"It's chaos," said one lawyers as Small Businesses That Got Aid Fear the Rules Too Much to Spend It
Consider the plight of George Evageliou, the founder of a custom woodworking company. Last month the SBA awarded him with a $192,000 loan
Under the rules, he has 8 weeks to spend the money. For the loan to be forgiven, he has to pay salaries. But his business is closed.
Evageliou, and other businesses are fearful of paying workers money to do nothing.
The government has “made this so hard to use, it starts to feel like a lose-lose situation," said Evageliou.
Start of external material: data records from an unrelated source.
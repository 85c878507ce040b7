mod catalog;
mod overlay;
mod utils;

use crate::app::{Mode, Screen};
use crate::catalog::{CatalogItem, SnapshotSource, SortKey};
use crate::commands::Command;
use crate::notify::Alert;
use ratatui::prelude::*;
use ratatui::widgets::Paragraph;

/// Snapshot of app state handed to the renderer for one frame
pub struct ViewModel<'a> {
  pub title: &'a str,
  pub screen: &'a Screen,
  /// Filtered and sorted rows
  pub items: &'a [CatalogItem],
  pub selected: usize,
  /// Item behind the detail screen, if it is still in the catalog
  pub detail: Option<&'a CatalogItem>,
  pub loading: bool,
  pub source: SnapshotSource,
  /// Size of the unfiltered snapshot
  pub total: usize,
  pub sort: SortKey,
  pub mode: &'a Mode,
  pub search_query: &'a str,
  pub command_input: &'a str,
  pub suggestions: Vec<&'static Command>,
  pub selected_suggestion: usize,
  pub alert: Option<&'a Alert>,
}

/// Main draw function
pub fn draw(frame: &mut Frame, view: &ViewModel) {
  let chunks = Layout::default()
    .direction(Direction::Vertical)
    .constraints([
      Constraint::Length(1), // Header
      Constraint::Length(3), // Search box
      Constraint::Min(1),    // Main content
      Constraint::Length(1), // Status bar
    ])
    .split(frame.area());

  draw_header(frame, chunks[0], view);
  catalog::draw_search(frame, chunks[1], view);

  match view.screen {
    Screen::List => catalog::draw_list(frame, chunks[2], view),
    Screen::Detail { id } => catalog::draw_detail(frame, chunks[2], id, view.detail),
  }

  draw_status_bar(frame, chunks[3], view);

  if *view.mode == Mode::Command {
    overlay::draw_command_overlay(
      frame,
      chunks[2],
      view.command_input,
      &view.suggestions,
      view.selected_suggestion,
    );
  }

  if let Some(alert) = view.alert {
    overlay::draw_alert(frame, frame.area(), alert);
  }
}

fn draw_header(frame: &mut Frame, area: Rect, view: &ViewModel) {
  let mut spans = vec![
    Span::styled(" bookstall ", Style::default().fg(Color::Cyan).bold()),
    Span::styled("│", Style::default().fg(Color::DarkGray)),
    Span::styled(format!(" {} ", view.title), Style::default().fg(Color::White)),
    Span::styled("│", Style::default().fg(Color::DarkGray)),
    Span::styled(
      format!(" sort: {} ", view.sort.label()),
      Style::default().fg(Color::Yellow).bold(),
    ),
  ];

  if let Some(stale) = utils::source_label(&view.source) {
    spans.push(Span::styled("│", Style::default().fg(Color::DarkGray)));
    spans.push(Span::styled(
      format!(" {} ", stale),
      Style::default().fg(Color::Black).bg(Color::Yellow),
    ));
  }

  let paragraph = Paragraph::new(Line::from(spans)).style(Style::default().bg(Color::Black));
  frame.render_widget(paragraph, area);
}

fn draw_status_bar(frame: &mut Frame, area: Rect, view: &ViewModel) {
  let (content, style) = match (view.mode, view.screen) {
    (Mode::Normal, Screen::List) => (
      " /search  0-4:sort  j/k:nav  Enter:details  a:add to cart  r:refresh  :command  q:quit"
        .to_string(),
      Style::default().fg(Color::DarkGray),
    ),
    (Mode::Normal, Screen::Detail { .. }) => (
      " a:add to cart  q/Esc:back".to_string(),
      Style::default().fg(Color::DarkGray),
    ),
    (Mode::Command, _) => (
      format!(":{}", view.command_input),
      Style::default().fg(Color::Yellow),
    ),
    (Mode::Search, _) => (
      format!("/{}", view.search_query),
      Style::default().fg(Color::Cyan),
    ),
  };

  let paragraph = Paragraph::new(content).style(style);
  frame.render_widget(paragraph, area);
}
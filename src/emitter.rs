use std::io::Write;
use std::path::Path;

use crate::diagnostic::{LintReport, Severity};
use crate::fs::{absolutize, relativize_path};
use crate::render::{RenderGroup, Style};

/// Prints a lint report grouped by severity:
///
/// ```text
///
/// ERROR in /home/me/project/cypress/spec.js
///
/// cypress/spec.js
/// 24:17  error  Expected indentation of 2 spaces but found 4  indent
/// ```
///
/// Errors come first, then warnings. Nothing is printed for a clean report.
#[derive(Debug, Clone, Copy)]
pub struct ConsoleEmitter {
    pub style: Style,
}

impl ConsoleEmitter {
    pub fn new(colored: bool) -> Self {
        Self { style: Style { colored } }
    }

    pub fn emit<W: Write>(
        &self,
        writer: &mut W,
        file_path: &Path,
        report: &LintReport,
        cwd: &Path,
    ) -> std::io::Result<()> {
        for severity in Severity::ALL {
            if report.count(severity) == 0 {
                continue;
            }
            self.emit_severity(writer, severity, file_path, report, cwd)?;
        }
        Ok(())
    }

    fn emit_severity<W: Write>(
        &self,
        writer: &mut W,
        severity: Severity,
        file_path: &Path,
        report: &LintReport,
        cwd: &Path,
    ) -> std::io::Result<()> {
        let title = format!(
            "{} in {}",
            severity.title(),
            absolutize(file_path, cwd).display()
        );
        writeln!(writer, "\n{}", self.style.paint_bold(&title, severity.color()))?;

        for result in &report.results {
            let group = RenderGroup::new(severity, &result.messages);
            if group.is_empty() {
                continue;
            }

            // Engines don't always say which file a result belongs to.
            let result_path = if result.file_path.as_os_str().is_empty() {
                file_path
            } else {
                result.file_path.as_path()
            };
            writeln!(writer, "\n{}", relativize_path(result_path, cwd))?;

            for line in group.lines(self.style) {
                writeln!(writer, "{line}")?;
            }
        }
        Ok(())
    }
}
Owners also say they are afraid of running afoul of the program’s rules, which are complicated, ambiguous and still evolving. Accountants, lawyers and lenders are struggling to understand the nuances and offering clients tentative guidance.
“It’s chaos,” said Howard M. Berkower, a New York lawyer who advises corporate clients. “It’s impossible for businesses to have any degree of comfort that they’re following the rules when the rules are still being written.”
Clarification From the SBA
“As long as they’re using the funding for the operating expenses of the business, our interpretation — and we think it’s clear — is yes, you can use it as effectively a working capital loan,” said John Asbury, the chief executive of Atlantic Union Bankshares, a community lender in Richmond, Va.
But officials at Treasury and the S.B.A. won’t confirm that interpretation. Asked repeatedly if companies can simply hold on to the money for now because paying employees doesn’t make sense to them, an S.B.A. spokeswoman would say only that the funds must be used for purposes “consistent with the Paycheck Protection Program.”
The owners of bar chain Coyote Ugly received a grant ranging from $40,000 to $120,000. The workers were more than a bit upset when they were all furloughed.
But what's the point? That money would all have been exhausted in a few weeks or less. and bars are still closed.
Hundreds of thousands of dollars remain deposited in Coyote Ugly’s bank accounts, unused.
Is paying workers for doing nothing fraud?
No one seems to know, and besides, what good would it have done anyay?
Small Business Guarantees Are a Bucket of Moral Fraud
On April 9, 2020 I wrote Small Business Guarantees Are a Bucket of Moral Fraud
That idea did not take too long to prove.
And as long as it is OK to pay workers for doing nothing, we may as well start Trump's New Idea: Pay Drillers Billions to Leave Oil in the Ground.
And when the loans run out and the rent is due. what then?